Jason W. Moore ve Raj Patel - Yedi Ucuz Şey

 Jason W. Moore ve Raj Patel - Yedi Ucuz Şey

Yedi Ucuz Şey Üzerinden Dünya Tarihi: Dünyayı Kim ve Ne Ucuzlattı?

Dünya tarihini anlatmanın sayısız yolu var. Savaşlar, imparatorluklar, devrimler, ideolojiler… Ancak Jason W. Moore ve Raj Patel, tarihe bambaşka bir pencereden bakıyor: "Ucuzluk" kavramı üzerinden insanlığın hikâyesi.

İnsan uygarlığının gelişiminde belirleyici olan yedi temel unsuru—doğa, para, ekmek, bakım, gıda, enerji ve yaşam—merkeze alarak, modern dünyanın nasıl şekillendiğini ve bunun nelere mal olduğunu anlatıyorlar.

Ucuzluk

Kapitalist sistemin temelinde "üretim maliyetlerini düşürmek" yani "ucuza getirmek" yatar. Ancak Moore ve Patel, ucuzluğun sadece bir ekonomik strateji olmadığını, aynı zamanda insanları ve doğayı sömürmenin bir yöntemi olduğunu savunuyor. Kapitalizmin ayakta kalabilmesi için bazı şeylerin sürekli olarak ucuza tutulması gerektiğini vurguluyorlar.

 

Örneğin:

Doğanın sınırsız ve bedava olduğu varsayılır.

Kadınların emeği "sevgi işi" olarak görülüp değersizleştirilir.

Gıdanın ve enerjinin mümkün olduğunca ucuz olması gerektiği düşünülür.

İşçilerin yaşamı, ucuz iş gücü sağlamak üzerine şekillendirilir.
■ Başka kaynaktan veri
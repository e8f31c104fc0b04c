//! Keys, addresses and signatures of simulated wallets.
//!
//! Addresses are `sim1` followed by the hex encoded 20-byte public key
//! hash and always pay to a P2PKH script. Signatures are a keyed digest of
//! the signature hash: structurally checkable, not cryptographically sound.

use std::collections::HashMap;

use regnet_common::{
    crypto::{hash256, Hash},
    serializer::Serializer,
    transaction::{p2pkh_script, ScriptPattern, Transaction},
};
use sha2::{Digest, Sha256};

use crate::node::NodeId;

const ADDRESS_PREFIX: &str = "sim1";
const SCRIPT_ADDRESS_PREFIX: &str = "sim3";
const KEY_PREFIX: &str = "simkey";

pub(crate) const SIGNATURE_SIZE: usize = 71;
pub(crate) const PUBKEY_SIZE: usize = 33;
// Size of a signed input on the wire
pub(crate) const SIGNED_INPUT_SIZE: usize = 32 + 4 + 1 + 1 + SIGNATURE_SIZE + 1 + PUBKEY_SIZE + 4;

type PubkeyHash = [u8; 20];

fn pubkey(secret: &[u8; 32]) -> [u8; PUBKEY_SIZE] {
    let mut key = [0u8; PUBKEY_SIZE];
    key[0] = 0x02;
    key[1..].copy_from_slice(&Sha256::digest(secret));
    key
}

fn pubkey_hash(pubkey: &[u8]) -> PubkeyHash {
    let mut hash = [0u8; 20];
    hash.copy_from_slice(&hash256(pubkey).as_bytes()[..20]);
    hash
}

pub(crate) fn address_for(hash: &PubkeyHash) -> String {
    format!("{}{}", ADDRESS_PREFIX, hex::encode(hash))
}

pub(crate) fn decode_address(address: &str) -> Option<PubkeyHash> {
    let bytes = hex::decode(address.strip_prefix(ADDRESS_PREFIX)?).ok()?;
    bytes.try_into().ok()
}

pub(crate) fn script_for_address(address: &str) -> Option<Vec<u8>> {
    decode_address(address).map(|hash| p2pkh_script(&hash))
}

pub(crate) fn address_for_script(script: &[u8]) -> Option<String> {
    match ScriptPattern::classify(script)? {
        ScriptPattern::PayToPubkeyHash(hash) => Some(address_for(&hash)),
        ScriptPattern::PayToScriptHash(hash) => {
            Some(format!("{}{}", SCRIPT_ADDRESS_PREFIX, hex::encode(hash)))
        }
    }
}

/// Digest every input commits to: the transaction with all input scripts
/// cleared, followed by the input index.
pub(crate) fn signature_hash(tx: &Transaction, index: usize) -> Hash {
    let mut stripped = tx.clone();
    for input in &mut stripped.inputs {
        input.script_sig.clear();
    }
    let mut bytes = stripped.to_bytes();
    bytes.extend_from_slice(&(index as u32).to_le_bytes());
    hash256(&bytes)
}

fn signature(pubkey: &[u8], sighash: &Hash) -> [u8; SIGNATURE_SIZE] {
    let mut preimage = pubkey.to_vec();
    preimage.extend_from_slice(sighash.as_bytes());
    let mut sig = [0x01u8; SIGNATURE_SIZE];
    sig[..32].copy_from_slice(hash256(&preimage).as_bytes());
    sig
}

/// `<push sig> <push pubkey>`
fn script_sig(pubkey: &[u8; PUBKEY_SIZE], sighash: &Hash) -> Vec<u8> {
    let mut script = Vec::with_capacity(2 + SIGNATURE_SIZE + PUBKEY_SIZE);
    script.push(SIGNATURE_SIZE as u8);
    script.extend_from_slice(&signature(pubkey, sighash));
    script.push(PUBKEY_SIZE as u8);
    script.extend_from_slice(pubkey);
    script
}

/// Whether `script_sig` unlocks the P2PKH output `prev_script`.
pub(crate) fn verify_input(script_sig: &[u8], prev_script: &[u8], sighash: &Hash) -> bool {
    let expected = match ScriptPattern::classify(prev_script) {
        Some(ScriptPattern::PayToPubkeyHash(hash)) => hash,
        _ => return false,
    };
    if script_sig.len() != 2 + SIGNATURE_SIZE + PUBKEY_SIZE
        || script_sig[0] as usize != SIGNATURE_SIZE
        || script_sig[1 + SIGNATURE_SIZE] as usize != PUBKEY_SIZE
    {
        return false;
    }
    let sig = &script_sig[1..1 + SIGNATURE_SIZE];
    let key = &script_sig[2 + SIGNATURE_SIZE..];
    pubkey_hash(key) == expected && sig == signature(key, sighash)
}

pub(crate) struct Wallet {
    seed: [u8; 32],
    counter: u64,
    keys: HashMap<PubkeyHash, [u8; 32]>,
}

impl Wallet {
    pub fn new(id: &NodeId) -> Self {
        let mut hasher = Sha256::new();
        hasher.update(id.host.as_bytes());
        hasher.update(id.port.to_le_bytes());
        hasher.update(id.rpc_port.to_le_bytes());
        Self {
            seed: hasher.finalize().into(),
            counter: 0,
            keys: HashMap::new(),
        }
    }

    pub fn new_address(&mut self) -> String {
        let mut hasher = Sha256::new();
        hasher.update(self.seed);
        hasher.update(self.counter.to_le_bytes());
        self.counter += 1;
        let secret: [u8; 32] = hasher.finalize().into();
        let hash = pubkey_hash(&pubkey(&secret));
        self.keys.insert(hash, secret);
        address_for(&hash)
    }

    pub fn owns_address(&self, address: &str) -> bool {
        decode_address(address).map_or(false, |hash| self.keys.contains_key(&hash))
    }

    pub fn owns_script(&self, script: &[u8]) -> bool {
        matches!(
            ScriptPattern::classify(script),
            Some(ScriptPattern::PayToPubkeyHash(hash)) if self.keys.contains_key(&hash)
        )
    }

    pub fn dump_key(&self, address: &str) -> Option<String> {
        let secret = self.keys.get(&decode_address(address)?)?;
        Some(format!("{}{}", KEY_PREFIX, hex::encode(secret)))
    }

    /// Import an exported key, returning the address it controls.
    pub fn import_key(&mut self, key: &str) -> Option<String> {
        let secret: [u8; 32] = hex::decode(key.strip_prefix(KEY_PREFIX)?).ok()?.try_into().ok()?;
        let hash = pubkey_hash(&pubkey(&secret));
        self.keys.insert(hash, secret);
        Some(address_for(&hash))
    }

    /// Sign input `index` if `prev_script` pays to one of our keys.
    pub fn sign_input(&self, tx: &mut Transaction, index: usize, prev_script: &[u8]) -> bool {
        let secret = match ScriptPattern::classify(prev_script) {
            Some(ScriptPattern::PayToPubkeyHash(hash)) => match self.keys.get(&hash) {
                Some(secret) => secret,
                None => return false,
            },
            _ => return false,
        };
        let sighash = signature_hash(tx, index);
        tx.inputs[index].script_sig = script_sig(&pubkey(secret), &sighash);
        true
    }
}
Peki, bu sistemin bedelini kim ödüyor? Doğa, işçiler, kadınlar, göçmenler, gelişmekte olan ülkeler… Yani kapitalist düzenin çarklarını döndürmek için harcanabilir kabul edilen herkes ve her şey.

 

Doğa

Kapitalizm, doğayı bir hammadde deposu olarak görür. Su, ormanlar, toprak, madenler… Hepsi ucuz olmalı ki ekonomi büyümeye devam edebilsin. Ancak bunun sonucu olarak doğanın yıkımı hızlanıyor: İklim değişikliği, ormansızlaşma, su kıtlığı, biyolojik çeşitliliğin azalması…

Yazarlar, doğanın "ucuz" kabul edilmesinin, aslında gezegenin geleceğini nasıl tehlikeye attığını güçlü bir şekilde anlatıyorlar. Üstelik bu zarar, en çok iklim krizine en az sebep olan yoksul topluluklara yansıyor.

 

Para

Kapitalizm, parayı sihirli bir araç gibi kullanarak insanları ve kaynakları yönetiyor. Bankalar, faiz sistemleri ve borç ekonomisi, emeğin sürekli olarak ucuza getirilmesini sağlıyor. Özellikle işçi sınıfı ve gelişmekte olan ülkeler, borçlandırılarak sistemin içinde tutuluyor.

Kitap, kapitalizmin para üzerindeki manipülasyonlarını ve nasıl çalıştığını anlatırken, "Para ne zaman gerçekten özgürleştirici bir güç oldu?" sorusunu da düşündürüyor.

 

Ekmek ve Gıda

Gıda tarih boyunca sadece bir ihtiyaç değil, aynı zamanda bir güç aracı oldu. Kitap, sanayi devriminden günümüz süpermarketlerine kadar, insanların nasıl daha ucuza ve daha kötü beslenmeye itildiğini anlatıyor. Büyük gıda şirketleri, küçük çiftçileri nasıl yok etti? Tarım ilaçları ve genetiği değiştirilmiş organizmalar (GDO) ile gıda nasıl endüstrileşti?

“Ekmek, işçileri doyurmanın değil, onları yönetmenin bir yolu oldu.”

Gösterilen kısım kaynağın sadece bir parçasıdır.